◆ **Exercise objective**: Scan the lines below for the string "failure" and report how many lines contain it, giving only the number.

◆ **Information**:
BEGIN

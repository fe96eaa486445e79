use crate::constants::FIRST_SESSION_ID;
use crate::error::ServiceError;
use crate::session::{Session, SessionOwner, TimerFactory};
use crate::wire::{
    Envelope, EnvelopeStreamDecoder, FrameDecodeError, Invocation, InvocationCodec, SessionId,
};
use std::collections::HashMap;
use std::sync::atomic::{AtomicU64, Ordering};
use std::sync::{Arc, Mutex, MutexGuard, PoisonError};
use std::time::Duration;

pub type EmitFn = Arc<dyn Fn(Vec<u8>) + Send + Sync>;

/// Session table and message router for one transport connection.
///
/// The socket itself lives elsewhere: inbound bytes are fed to `read_bytes`
/// and outbound frames leave through the `emit` function. Sessions are
/// removed here, and only here, after a terminal delivery, a transport
/// failure, or once they report that their deadline fired.
pub struct ServiceConnection {
    next_session_id: AtomicU64,
    sessions: Mutex<HashMap<SessionId, Session>>,
    // Sessions that stopped inside a timer callback, awaiting removal.
    stopped_sessions: Mutex<Vec<SessionId>>,
    decoder: Mutex<EnvelopeStreamDecoder>,
    timers: Arc<dyn TimerFactory>,
    emit: EmitFn,
}

impl ServiceConnection {
    pub fn new<E>(emit: E, timers: Arc<dyn TimerFactory>) -> Arc<Self>
    where
        E: Fn(Vec<u8>) + Send + Sync + 'static,
    {
        Arc::new(Self {
            next_session_id: AtomicU64::new(FIRST_SESSION_ID),
            sessions: Mutex::new(HashMap::new()),
            stopped_sessions: Mutex::new(Vec::new()),
            decoder: Mutex::new(EnvelopeStreamDecoder::new()),
            timers,
            emit: Arc::new(emit),
        })
    }

    /// Returns an ID not used by any currently open session.
    pub fn allocate_session_id(&self) -> SessionId {
        loop {
            let id = self.next_session_id.fetch_add(1, Ordering::Relaxed);
            if id != 0 && !self.lock_sessions().contains_key(&id) {
                return id;
            }
        }
    }

    /// Adds a session to the table, returning any session it displaced.
    pub fn register(&self, session: Session) -> Option<Session> {
        self.reap_stopped();

        let id = session.id();
        let displaced = self.lock_sessions().insert(id, session);

        if displaced.is_some() {
            tracing::warn!(session_id = id, "session ID reused while still open");
        }

        displaced
    }

    pub fn contains(&self, id: SessionId) -> bool {
        self.reap_stopped();
        self.lock_sessions().contains_key(&id)
    }

    /// Runs `f` against the session registered under `id`, if any.
    ///
    /// A session stopped inside `f` stays in the table until the next reap.
    pub fn with_session<R>(&self, id: SessionId, f: impl FnOnce(&mut Session) -> R) -> Option<R> {
        self.reap_stopped();
        self.lock_sessions().get_mut(&id).map(f)
    }

    /// Arms (or with a zero duration, clears) the deadline of an open session.
    pub fn set_timeout(&self, id: SessionId, timeout: Duration) -> bool {
        self.with_session(id, |session| session.set_timeout(timeout)).is_some()
    }

    pub fn remove(&self, id: SessionId) -> Option<Session> {
        self.lock_sessions().remove(&id)
    }

    pub fn session_count(&self) -> usize {
        self.reap_stopped();
        self.lock_sessions().len()
    }

    /// Routes one envelope to its session.
    ///
    /// The session is removed once the delivery leaves its handler terminal.
    /// Returns `false` if no open session matched.
    pub fn dispatch(&self, envelope: &Envelope) -> bool {
        self.reap_stopped();

        let finished = {
            let mut sessions = self.lock_sessions();

            let Some(session) = sessions.get(&envelope.session_id) else {
                tracing::debug!(
                    session_id = envelope.session_id,
                    tag = ?envelope.tag,
                    "dropping envelope for unknown session"
                );
                return false;
            };

            session.handle_message(envelope);

            if envelope.tag.is_terminal() || session.is_terminated() {
                sessions.remove(&envelope.session_id)
            } else {
                None
            }
        };

        if let Some(session) = finished {
            tracing::trace!(session_id = session.id(), "session finished");
        }

        true
    }

    /// Frames inbound bytes into envelopes and dispatches each one.
    ///
    /// Every well-formed envelope is dispatched even if some frames are
    /// malformed; the first framing error is returned afterwards.
    pub fn read_bytes(&self, bytes: &[u8]) -> Result<usize, FrameDecodeError> {
        let results: Vec<_> = self.lock_decoder().read_bytes(bytes).collect();

        let mut first_error = None;
        let mut delivered = 0;

        for result in results {
            match result {
                Ok(envelope) => {
                    if self.dispatch(&envelope) {
                        delivered += 1;
                    }
                }
                Err(error) => {
                    tracing::warn!(%error, "skipping malformed inbound frame");
                    first_error.get_or_insert(error);
                }
            }
        }

        match first_error {
            Some(error) => Err(error),
            None => Ok(delivered),
        }
    }

    /// Transport-failure entry point: fails every open session with `error`
    /// and clears the table. Returns how many sessions were failed.
    pub fn fail_all(&self, error: ServiceError) -> usize {
        let drained: Vec<Session> = self
            .lock_sessions()
            .drain()
            .map(|(_, session)| session)
            .collect();

        self.lock_stopped_sessions().clear();

        if !drained.is_empty() {
            tracing::warn!(sessions = drained.len(), %error, "failing all open sessions");
        }

        for session in &drained {
            session.error(error.clone());
        }

        drained.len()
    }

    /// Removes sessions that stopped through their deadline.
    pub fn reap_stopped(&self) -> usize {
        let stopped = std::mem::take(&mut *self.lock_stopped_sessions());
        if stopped.is_empty() {
            return 0;
        }

        let removed: Vec<Session> = {
            let mut sessions = self.lock_sessions();
            stopped
                .iter()
                .filter_map(|id| sessions.remove(id))
                .collect()
        };

        tracing::trace!(sessions = removed.len(), "reaped stopped sessions");
        removed.len()
    }

    /// Encodes an invocation frame and hands it to the transport.
    pub fn send_invocation(&self, invocation: &Invocation) {
        (self.emit)(InvocationCodec::encode(invocation));
    }

    fn lock_sessions(&self) -> MutexGuard<'_, HashMap<SessionId, Session>> {
        self.sessions.lock().unwrap_or_else(PoisonError::into_inner)
    }

    fn lock_stopped_sessions(&self) -> MutexGuard<'_, Vec<SessionId>> {
        self.stopped_sessions
            .lock()
            .unwrap_or_else(PoisonError::into_inner)
    }

    fn lock_decoder(&self) -> MutexGuard<'_, EnvelopeStreamDecoder> {
        self.decoder.lock().unwrap_or_else(PoisonError::into_inner)
    }
}

impl SessionOwner for ServiceConnection {
    fn timer_factory(&self) -> Arc<dyn TimerFactory> {
        self.timers.clone()
    }

    fn on_session_stopped(&self, id: SessionId) {
        self.lock_stopped_sessions().push(id);
    }
}

impl Drop for ServiceConnection {
    fn drop(&mut self) {
        self.fail_all(ServiceError::Transport("connection dropped".into()));
    }
}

END

◆ **Result**: 2